Figure 8
From: Phosphoprotein phosphatase-2A docks to Dishevelled and counterregulates Wnt3a/β-catenin signaling
PP2A associates directly with Dvl2 and dephosphorylates Dvl2. Panel A, probing interaction of Dvl2 and PP2A in vivo. Whole-cell extracts (2 mg) prepared from F9 cells expressing Rfz1 were incubated with immobilized GST gel alone or with GST-PP2A C-subunit-immobilized gel. Bound proteins were released and resolved by SDS-PAGE. The resolved proteins were subjected to blotting and stained with either with anti-PP2A C subunit antibodies (top panel) or anti-Dvl2 antibodies (bottom panel). Panel B, pull-downs of Dvl2 from F9 cells reveal associated PP2A. F9 cells lysates were subjected to analysis by pull-downs of either Dvl2 or of mouse IgG (as a control).

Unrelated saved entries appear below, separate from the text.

use std::{sync::Arc, time::Duration};

use anyhow::Context;
use async_trait::async_trait;
use reqwest::Client;
use tracing::instrument;
use url::Url;
use zeroize::Zeroizing;

use crate::{
    entities::{contact::ContactSubmission, email::OutboundEmail},
    errors::DispatchError,
    repositories::email::EmailServiceRepository,
    settings::AppConfig,
};

const CONNECT_TIMEOUT: Duration = Duration::from_secs(5);

/// Sends contact notifications through the Resend HTTP API.
#[derive(Clone)]
pub struct ResendMailer {
    client: Client,
    endpoint: Url,
    api_key: Arc<Zeroizing<String>>,
    sender: String,
    recipient: String,
}

impl ResendMailer {
    pub fn new(config: &AppConfig) -> anyhow::Result<Self> {
        let endpoint = format!("{}/emails", config.email_api_url.trim_end_matches('/'));
        let endpoint = Url::parse(&endpoint)
            .with_context(|| format!("invalid email API URL: {}", config.email_api_url))?;

        let client = Client::builder()
            .connect_timeout(CONNECT_TIMEOUT)
            .timeout(Duration::from_secs(config.email_timeout_secs))
            .user_agent(concat!(env!("CARGO_PKG_NAME"), "/", env!("CARGO_PKG_VERSION")))
            .build()
            .context("failed to build email HTTP client")?;

        if config.resend_api_key.is_empty() {
            tracing::warn!("No email provider API key configured; contact messages will be rejected");
        }

        Ok(ResendMailer {
            client,
            endpoint,
            api_key: Arc::new(Zeroizing::new(config.resend_api_key.clone())),
            sender: config.email_from.clone(),
            recipient: config.email_to.clone(),
        })
    }

    pub fn endpoint(&self) -> &Url {
        &self.endpoint
    }
}

#[async_trait]
impl EmailServiceRepository for ResendMailer {
    #[instrument(skip_all, fields(endpoint = %self.endpoint))]
    async fn send(&self, submission: &ContactSubmission) -> Result<(), DispatchError> {
        let email = OutboundEmail::compose(submission, &self.sender, &self.recipient);

        let response = self.client
            .post(self.endpoint.clone())
            .bearer_auth(self.api_key.as_str())
            .json(&email)
            .send()
            .await?;

        let status = response.status();
        if status.is_success() {
            tracing::debug!(status = status.as_u16(), "Email provider accepted message");
            return Ok(());
        }

        let body = response.text().await.unwrap_or_default();
        Err(DispatchError::Rejected {
            status: status.as_u16(),
            body,
        })
    }
}
use actix_web::web;

use crate::handlers::content;

pub fn config_routes(cfg: &mut web::ServiceConfig) {
    cfg.service(web::resource("/profile").route(web::get().to(content::get_profile)))
        .service(
            web::scope("/projects")
                .service(
                    web::resource("")
                        .route(web::get().to(content::get_projects))
                )
                .service(
                    web::resource("/{slug}")
                        .route(web::get().to(content::get_project_by_slug))
                )
        )
        .service(
            web::scope("/blog")
                .service(
                    web::resource("")
                        .route(web::get().to(content::get_blog_posts))
                )
                .service(
                    web::resource("/{slug}")
                        .route(web::get().to(content::get_blog_post_by_slug))
                )
        )
        .service(web::resource("/skills").route(web::get().to(content::get_skills)))
        .service(web::resource("/timeline").route(web::get().to(content::get_timeline)));
}
use serde::{Deserialize, Serialize};
use serde_json::Value;
use validator::{Validate, ValidationError, ValidationErrors};

use crate::{
    constants::{CONTACT_RECEIVED_MESSAGE, CONTACT_SENT_MESSAGE, VALIDATION_FALLBACK_MESSAGE},
    errors::ContactError,
};

// ───── Constants ──────────────────────────────────────────────────────
const MIN_NAME_LENGTH: usize = 2;
const MAX_NAME_LENGTH: usize = 80;
const MIN_MESSAGE_LENGTH: usize = 10;
const MAX_MESSAGE_LENGTH: usize = 2000;

/// Fields in the order their violations are reported.
const FIELD_ORDER: [&str; 4] = ["name", "email", "message", "honeypot"];

// ───── Input ─────────────────────────────────────────────────────────

/// Contact form as posted by the site. Unknown fields are ignored.
///
/// Text fields that are missing or not strings are `None` and fail the
/// `required` rule at their own position.
#[derive(Debug, Validate)]
pub struct ContactForm {
    #[validate(required, custom(function = "validate_name"))]
    pub name: Option<String>,

    #[validate(required, email(message = "Invalid email address"))]
    pub email: Option<String>,

    #[validate(required, custom(function = "validate_message"))]
    pub message: Option<String>,

    /// Kept raw so a non-string value, `null` included, can be rejected.
    #[validate(custom(function = "validate_honeypot"))]
    pub honeypot: Option<Value>,
}

/// A submission that passed validation and is ready for dispatch.
#[derive(Debug, Clone, PartialEq, Eq, Serialize)]
pub struct ContactSubmission {
    pub name: String,
    pub email: String,
    pub message: String,
}

impl ContactForm {
    pub fn from_raw(raw: &Value) -> Self {
        let text = |field: &str| raw.get(field).and_then(Value::as_str).map(str::to_owned);
        ContactForm {
            name: text("name"),
            email: text("email"),
            message: text("message"),
            honeypot: raw.get("honeypot").cloned(),
        }
    }

    /// Validates a decoded JSON body, surfacing only the first violation.
    pub fn parse(raw: Value) -> Result<ContactSubmission, ContactError> {
        let form = ContactForm::from_raw(&raw);

        form.validate()
            .map_err(|errors| ContactError::ValidationFailed(first_violation(&errors)))?;

        match (form.name, form.email, form.message) {
            (Some(name), Some(email), Some(message)) => Ok(ContactSubmission { name, email, message }),
            _ => Err(ContactError::ValidationFailed(VALIDATION_FALLBACK_MESSAGE.to_string())),
        }
    }
}

/// True when the hidden honeypot field carries anything a human would not
/// have filled in.
pub fn is_bot(raw: &Value) -> bool {
    match raw.get("honeypot") {
        None | Some(Value::Null) | Some(Value::Bool(false)) => false,
        Some(Value::String(s)) => !s.is_empty(),
        Some(Value::Number(n)) => n.as_f64().is_some_and(|v| v != 0.0),
        Some(_) => true,
    }
}

// ───── Outcome ───────────────────────────────────────────────────────

/// Successful end states of a contact request.
#[derive(Debug, Clone, Copy, PartialEq, Eq)]
pub enum ContactReceipt {
    /// Email handed to the provider.
    Delivered,
    /// Honeypot tripped; acknowledged but dropped.
    Discarded,
}

impl ContactReceipt {
    pub fn message(&self) -> &'static str {
        match self {
            ContactReceipt::Delivered => CONTACT_SENT_MESSAGE,
            ContactReceipt::Discarded => CONTACT_RECEIVED_MESSAGE,
        }
    }
}

pub type ContactOutcome = Result<ContactReceipt, ContactError>;

#[derive(Debug, Serialize, Deserialize, PartialEq)]
pub struct ContactResponse {
    pub ok: bool,

    #[serde(skip_serializing_if = "Option::is_none", default)]
    pub error: Option<String>,

    #[serde(skip_serializing_if = "Option::is_none", default)]
    pub message: Option<String>,
}

impl ContactResponse {
    pub fn success(message: &str) -> Self {
        ContactResponse { ok: true, error: None, message: Some(message.to_string()) }
    }

    pub fn failure(error: &str) -> Self {
        ContactResponse { ok: false, error: Some(error.to_string()), message: None }
    }
}

// ───── Validation Helpers ───────────────────────────────────────────
fn validate_name(name: &str) -> Result<(), ValidationError> {
    let len = name.chars().count();
    if len < MIN_NAME_LENGTH {
        return Err(new_validation_error(
            "name_too_short",
            format!("Name must be at least {MIN_NAME_LENGTH} characters"),
        ));
    }
    if len > MAX_NAME_LENGTH {
        return Err(new_validation_error(
            "name_too_long",
            format!("Name must be at most {MAX_NAME_LENGTH} characters"),
        ));
    }
    Ok(())
}

fn validate_message(message: &str) -> Result<(), ValidationError> {
    let len = message.chars().count();
    if len < MIN_MESSAGE_LENGTH {
        return Err(new_validation_error(
            "message_too_short",
            format!("Message must be at least {MIN_MESSAGE_LENGTH} characters"),
        ));
    }
    if len > MAX_MESSAGE_LENGTH {
        return Err(new_validation_error(
            "message_too_long",
            format!("Message must be at most {MAX_MESSAGE_LENGTH} characters"),
        ));
    }
    Ok(())
}

fn validate_honeypot(honeypot: &Value) -> Result<(), ValidationError> {
    if honeypot.is_string() {
        Ok(())
    } else {
        Err(ValidationError::new("honeypot_not_string"))
    }
}

fn new_validation_error(code: &'static str, message: String) -> ValidationError {
    let mut error = ValidationError::new(code);
    error.message = Some(message.into());
    error
}

fn first_violation(errors: &ValidationErrors) -> String {
    let field_errors = errors.field_errors();
    FIELD_ORDER
        .iter()
        .find_map(|field| field_errors.get(*field).and_then(|errs| errs.first()))
        .and_then(|e| e.message.as_ref().map(|m| m.to_string()))
        .unwrap_or_else(|| VALIDATION_FALLBACK_MESSAGE.to_string())
}

#[cfg(test)]
mod tests {
    use super::*;
    use serde_json::json;

    fn form(name: &str, email: &str, message: &str) -> Value {
        json!({ "name": name, "email": email, "message": message })
    }

    fn rejection(raw: Value) -> String {
        match ContactForm::parse(raw) {
            Err(ContactError::ValidationFailed(reason)) => reason,
            other => panic!("expected validation failure, got {other:?}"),
        }
    }

    #[test]
    fn accepts_a_valid_submission() {
        let submission = ContactForm::parse(form(
            "Ann Lee",
            "ann@example.com",
            "Hello, I'd like to discuss a project with you.",
        ))
        .unwrap();

        assert_eq!(submission.name, "Ann Lee");
        assert_eq!(submission.email, "ann@example.com");
    }

    #[test]
    fn name_length_boundaries() {
        assert_eq!(
            rejection(form("A", "ann@example.com", "long enough message")),
            "Name must be at least 2 characters"
        );
        assert!(ContactForm::parse(form("Al", "ann@example.com", "long enough message")).is_ok());
        assert!(ContactForm::parse(form(&"n".repeat(80), "ann@example.com", "long enough message")).is_ok());
        assert_eq!(
            rejection(form(&"n".repeat(81), "ann@example.com", "long enough message")),
            "Name must be at most 80 characters"
        );
    }

    #[test]
    fn message_length_boundaries() {
        assert_eq!(
            rejection(form("Ann", "ann@example.com", &"m".repeat(9))),
            "Message must be at least 10 characters"
        );
        assert!(ContactForm::parse(form("Ann", "ann@example.com", &"m".repeat(10))).is_ok());
        assert!(ContactForm::parse(form("Ann", "ann@example.com", &"m".repeat(2000))).is_ok());
        assert_eq!(
            rejection(form("Ann", "ann@example.com", &"m".repeat(2001))),
            "Message must be at most 2000 characters"
        );
    }

    #[test]
    fn lengths_count_characters_not_bytes() {
        assert!(ContactForm::parse(form("Zoë", "zoe@example.com", &"é".repeat(2000))).is_ok());
    }

    #[test]
    fn rejects_malformed_email() {
        assert_eq!(
            rejection(form("Ann", "not-an-email", "long enough message")),
            "Invalid email address"
        );
    }

    #[test]
    fn reports_only_the_first_violation_in_field_order() {
        assert_eq!(
            rejection(form("A", "not-an-email", "short")),
            "Name must be at least 2 characters"
        );
        assert_eq!(
            rejection(form("Ann", "not-an-email", "short")),
            "Invalid email address"
        );
    }

    #[test]
    fn wrong_shape_falls_back_to_generic_message() {
        assert_eq!(rejection(json!({ "name": 42, "email": "a@b.co" })), "Validation error");
        assert_eq!(rejection(json!(["not", "an", "object"])), "Validation error");
    }

    #[test]
    fn ignores_unknown_fields() {
        let mut raw = form("Ann", "ann@example.com", "long enough message");
        raw["company"] = json!("Acme");
        assert!(ContactForm::parse(raw).is_ok());
    }

    #[test]
    fn honeypot_must_be_a_string() {
        for honeypot in [json!(false), json!(0), json!(null), json!([])] {
            let mut raw = form("Ann", "ann@example.com", "long enough message");
            raw["honeypot"] = honeypot;
            assert_eq!(rejection(raw), "Validation error");
        }

        let mut raw = form("Ann", "ann@example.com", "long enough message");
        raw["honeypot"] = json!("");
        assert!(ContactForm::parse(raw).is_ok());
    }

    #[test]
    fn earlier_violation_wins_over_later_wrong_type() {
        assert_eq!(
            rejection(json!({ "name": "A", "email": "ann@example.com", "message": 12345 })),
            "Name must be at least 2 characters"
        );
        assert_eq!(
            rejection(json!({ "name": "Ann", "email": "nope", "honeypot": false })),
            "Invalid email address"
        );
    }

    #[test]
    fn missing_or_mistyped_field_reports_at_its_position() {
        assert_eq!(
            rejection(json!({ "email": "nope", "message": "short" })),
            "Validation error"
        );
        assert_eq!(
            rejection(json!({ "name": "Ann", "email": 7, "message": "short" })),
            "Validation error"
        );
    }

    #[test]
    fn honeypot_detection() {
        assert!(is_bot(&json!({ "honeypot": "x" })));
        assert!(is_bot(&json!({ "honeypot": 1 })));
        assert!(is_bot(&json!({ "honeypot": true })));
        assert!(!is_bot(&json!({ "honeypot": "" })));
        assert!(!is_bot(&json!({ "honeypot": null })));
        assert!(!is_bot(&json!({ "name": "Ann" })));
        assert!(!is_bot(&json!("honeypot")));
    }

    #[test]
    fn response_omits_absent_fields() {
        let body = serde_json::to_value(ContactResponse::success(CONTACT_RECEIVED_MESSAGE)).unwrap();
        assert_eq!(body, json!({ "ok": true, "message": "Message received" }));
    }
}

The immune precipitates were subjected to SDS-PAGE, immunoblotting, and staining with either anti-Dvl2 antibodies (top panel) or anti-PP2A C-subunit antibodies (bottom panel). Panel C, Dvl2 domains structure. Panel D, direct association of Dvl2 and PP2A in vitro. Purified mouse PP2A enzyme (PP2A, AC subunit dimers) was incubated with one of four domains of Dvl2 engineered as a fusion protein with GST and then immobilized: immobilized GST-PDZ, GST-DIX, GST-DEP, GST-SH3 and GST itself (as a control) at 4°C for 1 hr. The bound proteins were separated by SDS-PAGE, blotted, and stained with either anti-PP2A C-subunit antibodies or anti-GST antibodies. Panel E, PP2A dephosphorylates phospho-rDvl2. 6-Histidinyl-tagged phosphorylated Dvl2 was expressed in Sf9 cell and purified by Ni-NTA column chromatography as described in Methods. Purified phospho-rDvl2 protein was incubated with either purified calf alkaline phosphatase or with purified PP2A for 1.5 hr. The incubation was terminated by addition of SDS-PAGE sample buffer. The samples were subjected to SDS-PAGE, blotted, and stained with either anti-phospho-Ser antibodies (top of panel) or with anti-Dvl2 antibodies (bottom of panel). The immune complexes were made visible by use of an alkaline phosphatase-conjugated, second antibody and BCIP/NBT as substrates. The results shown are from a single experiment, duplicated with essentially similar results.